Task description → Could you retype every record below exactly as it appears?

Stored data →
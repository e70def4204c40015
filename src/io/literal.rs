//! Integer literal parsing shared by the vector and coefficient loaders.
//!
//! # Accepted forms
//! - `42`, `-7`, `+3` - decimal
//! - `0x2A` / `0X2a` - hexadecimal
//! - `0b101010` - binary
//! - `0o52` - octal
//!
//! A sign may precede the prefix (`-0x10`), and single underscores may
//! separate digits (`1_000`).

use std::fmt;
use std::str::FromStr;

/// Integer parsed with base auto-detection
///
/// # Example
/// ```
/// use firlab::io::IntLiteral;
///
/// let lit: IntLiteral = "0b1010".parse().unwrap();
/// assert_eq!(lit.value(), 10);
/// ```
#[derive(Debug, Clone, Copy, PartialEq, Eq)]
pub struct IntLiteral(i64);

impl IntLiteral {
    pub fn value(&self) -> i64 {
        self.0
    }
}

impl fmt::Display for IntLiteral {
    fn fmt(&self, f: &mut fmt::Formatter<'_>) -> fmt::Result {
        write!(f, "{}", self.0)
    }
}

impl FromStr for IntLiteral {
    type Err = String;

    fn from_str(s: &str) -> Result<Self, Self::Err> {
        parse_int(s).map(Self)
    }
}

impl From<IntLiteral> for i64 {
    fn from(lit: IntLiteral) -> Self {
        lit.0
    }
}

/// Parse an integer, detecting the base from a `0x`/`0b`/`0o` prefix.
pub fn parse_int(s: &str) -> Result<i64, String> {
    let (negative, body) = split_sign(s.trim());
    let (radix, digits) = strip_radix_prefix(body).unwrap_or((10, body));
    let magnitude = parse_magnitude(digits, radix)?;
    apply_sign(negative, magnitude)
}

/// Parse a hexadecimal integer; the `0x` prefix is optional.
pub fn parse_hex(s: &str) -> Result<i64, String> {
    let (negative, body) = split_sign(s.trim());
    let digits = body
        .strip_prefix("0x")
        .or_else(|| body.strip_prefix("0X"))
        .unwrap_or(body);
    let magnitude = parse_magnitude(digits, 16)?;
    apply_sign(negative, magnitude)
}

fn split_sign(s: &str) -> (bool, &str) {
    match s.strip_prefix('-') {
        Some(rest) => (true, rest),
        None => (false, s.strip_prefix('+').unwrap_or(s)),
    }
}

fn strip_radix_prefix(s: &str) -> Option<(u32, &str)> {
    let radix = match s.get(..2)? {
        "0x" | "0X" => 16,
        "0b" | "0B" => 2,
        "0o" | "0O" => 8,
        _ => return None,
    };
    Some((radix, &s[2..]))
}

fn parse_magnitude(digits: &str, radix: u32) -> Result<u64, String> {
    if digits.is_empty() {
        return Err("missing digits".to_string());
    }
    if digits.starts_with('_') || digits.ends_with('_') || digits.contains("__") {
        return Err(format!("misplaced underscore in {:?}", digits));
    }

    let cleaned: String = digits.chars().filter(|&c| c != '_').collect();
    if let Some(bad) = cleaned.chars().find(|c| !c.is_digit(radix)) {
        return Err(format!("invalid digit {:?} for base {}", bad, radix));
    }

    u64::from_str_radix(&cleaned, radix).map_err(|e| format!("{} (base {})", e, radix))
}

fn apply_sign(negative: bool, magnitude: u64) -> Result<i64, String> {
    let value = if negative {
        -i128::from(magnitude)
    } else {
        i128::from(magnitude)
    };
    i64::try_from(value).map_err(|_| format!("{} does not fit in 64 bits", value))
}

#[cfg(test)]
mod tests {
    use super::*;

    #[test]
    fn test_auto_base_detection() {
        assert_eq!(parse_int("10"), Ok(10));
        assert_eq!(parse_int("0xA"), Ok(10));
        assert_eq!(parse_int("0XA"), Ok(10));
        assert_eq!(parse_int("0b1010"), Ok(10));
        assert_eq!(parse_int("0o12"), Ok(10));
    }

    #[test]
    fn test_signs_and_whitespace() {
        assert_eq!(parse_int("  -42 "), Ok(-42));
        assert_eq!(parse_int("+7"), Ok(7));
        assert_eq!(parse_int("-0x10"), Ok(-16));
        assert_eq!(parse_int("1_000"), Ok(1000));
    }

    #[test]
    fn test_extremes() {
        assert_eq!(parse_int("-9223372036854775808"), Ok(i64::MIN));
        assert!(parse_int("9223372036854775808").is_err());
    }

    #[test]
    fn test_invalid_literals() {
        assert!(parse_int("").is_err());
        assert!(parse_int("0x").is_err());
        assert!(parse_int("0b102").is_err());
        assert!(parse_int("12abc").is_err());
        assert!(parse_int("0x+5").is_err());
        assert!(parse_int("--5").is_err());
        assert!(parse_int("1__0").is_err());
    }

    #[test]
    fn test_hex_prefix_optional() {
        assert_eq!(parse_hex("0x10"), Ok(16));
        assert_eq!(parse_hex("10"), Ok(16));
        assert_eq!(parse_hex("ff"), Ok(255));
        // No binary detection in hex-only fields
        assert_eq!(parse_hex("0b1"), Ok(0xB1));
        assert!(parse_hex("0xg").is_err());
    }

    #[test]
    fn test_int_literal_from_str() {
        let lit: IntLiteral = "0x20".parse().unwrap();
        assert_eq!(lit.value(), 32);
        assert_eq!(i64::from(lit), 32);
        assert!("nope".parse::<IntLiteral>().is_err());
    }
}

Exercise solution →
repository e70def4204c40015
filename src/io/literal.rs
//! Integer literal parsing shared by the vector and coefficient loaders.
//!
//! # Accepted forms
//! - `42`, `-7`, `+3` - decimal
//! - `0x2A` / `0X2a` - hexadecimal
//! - `0b101010` - binary
//! - `0o52` - octal
//!
//! A sign may precede the prefix (`-0x10`), and single underscores may
//! separate digits (`1_000`).

use std::fmt;
use std::str::FromStr;

/// Integer parsed with base auto-detection
///
/// # Example
/// ```
/// use firlab::io::IntLiteral;
///
/// let lit: IntLiteral = "0b1010".parse().unwrap();
/// assert_eq!(lit.value(), 10);
/// ```
#[derive(Debug, Clone, Copy, PartialEq, Eq)]
pub struct IntLiteral(i64);

impl IntLiteral {
    pub fn value(&self) -> i64 {
        self.0
    }
}

impl fmt::Display for IntLiteral {
    fn fmt(&self, f: &mut fmt::Formatter<'_>) -> fmt::Result {
        write!(f, "{}", self.0)
    }
}

impl FromStr for IntLiteral {
    type Err = String;

    fn from_str(s: &str) -> Result<Self, Self::Err> {
        parse_int(s).map(Self)
    }
}

impl From<IntLiteral> for i64 {
    fn from(lit: IntLiteral) -> Self {
        lit.0
    }
}

/// Parse an integer, detecting the base from a `0x`/`0b`/`0o` prefix.
pub fn parse_int(s: &str) -> Result<i64, String> {
    let (negative, body) = split_sign(s.trim());
    let (radix, digits) = strip_radix_prefix(body).unwrap_or((10, body));
    let magnitude = parse_magnitude(digits, radix)?;
    apply_sign(negative, magnitude)
}

/// Parse a hexadecimal integer; the `0x` prefix is optional.
pub fn parse_hex(s: &str) -> Result<i64, String> {
    let (negative, body) = split_sign(s.trim());
    let digits = body
        .strip_prefix("0x")
        .or_else(|| body.strip_prefix("0X"))
        .unwrap_or(body);
    let magnitude = parse_magnitude(digits, 16)?;
    apply_sign(negative, magnitude)
}

fn split_sign(s: &str) -> (bool, &str) {
    match s.strip_prefix('-') {
        Some(rest) => (true, rest),
        None => (false, s.strip_prefix('+').unwrap_or(s)),
    }
}

fn strip_radix_prefix(s: &str) -> Option<(u32, &str)> {
    let radix = match s.get(..2)? {
        "0x" | "0X" => 16,
        "0b" | "0B" => 2,
        "0o" | "0O" => 8,
        _ => return None,
    };
    Some((radix, &s[2..]))
}

fn parse_magnitude(digits: &str, radix: u32) -> Result<u64, String> {
    if digits.is_empty() {
        return Err("missing digits".to_string());
    }
    if digits.starts_with('_') || digits.ends_with('_') || digits.contains("__") {
        return Err(format!("misplaced underscore in {:?}", digits));
    }

    let cleaned: String = digits.chars().filter(|&c| c != '_').collect();
    if let Some(bad) = cleaned.chars().find(|c| !c.is_digit(radix)) {
        return Err(format!("invalid digit {:?} for base {}", bad, radix));
    }

    u64::from_str_radix(&cleaned, radix).map_err(|e| format!("{} (base {})", e, radix))
}

fn apply_sign(negative: bool, magnitude: u64) -> Result<i64, String> {
    let value = if negative {
        -i128::from(magnitude)
    } else {
        i128::from(magnitude)
    };
    i64::try_from(value).map_err(|_| format!("{} does not fit in 64 bits", value))
}

#[cfg(test)]
mod tests {
    use super::*;

    #[test]
    fn test_auto_base_detection() {
        assert_eq!(parse_int("10"), Ok(10));
        assert_eq!(parse_int("0xA"), Ok(10));
        assert_eq!(parse_int("0XA"), Ok(10));
        assert_eq!(parse_int("0b1010"), Ok(10));
        assert_eq!(parse_int("0o12"), Ok(10));
    }

    #[test]
    fn test_signs_and_whitespace() {
        assert_eq!(parse_int("  -42 "), Ok(-42));
        assert_eq!(parse_int("+7"), Ok(7));
        assert_eq!(parse_int("-0x10"), Ok(-16));
        assert_eq!(parse_int("1_000"), Ok(1000));
    }

    #[test]
    fn test_extremes() {
        assert_eq!(parse_int("-9223372036854775808"), Ok(i64::MIN));
        assert!(parse_int("9223372036854775808").is_err());
    }

    #[test]
    fn test_invalid_literals() {
        assert!(parse_int("").is_err());
        assert!(parse_int("0x").is_err());
        assert!(parse_int("0b102").is_err());
        assert!(parse_int("12abc").is_err());
        assert!(parse_int("0x+5").is_err());
        assert!(parse_int("--5").is_err());
        assert!(parse_int("1__0").is_err());
    }

    #[test]
    fn test_hex_prefix_optional() {
        assert_eq!(parse_hex("0x10"), Ok(16));
        assert_eq!(parse_hex("10"), Ok(16));
        assert_eq!(parse_hex("ff"), Ok(255));
        // No binary detection in hex-only fields
        assert_eq!(parse_hex("0b1"), Ok(0xB1));
        assert!(parse_hex("0xg").is_err());
    }

    #[test]
    fn test_int_literal_from_str() {
        let lit: IntLiteral = "0x20".parse().unwrap();
        assert_eq!(lit.value(), 32);
        assert_eq!(i64::from(lit), 32);
        assert!("nope".parse::<IntLiteral>().is_err());
    }
}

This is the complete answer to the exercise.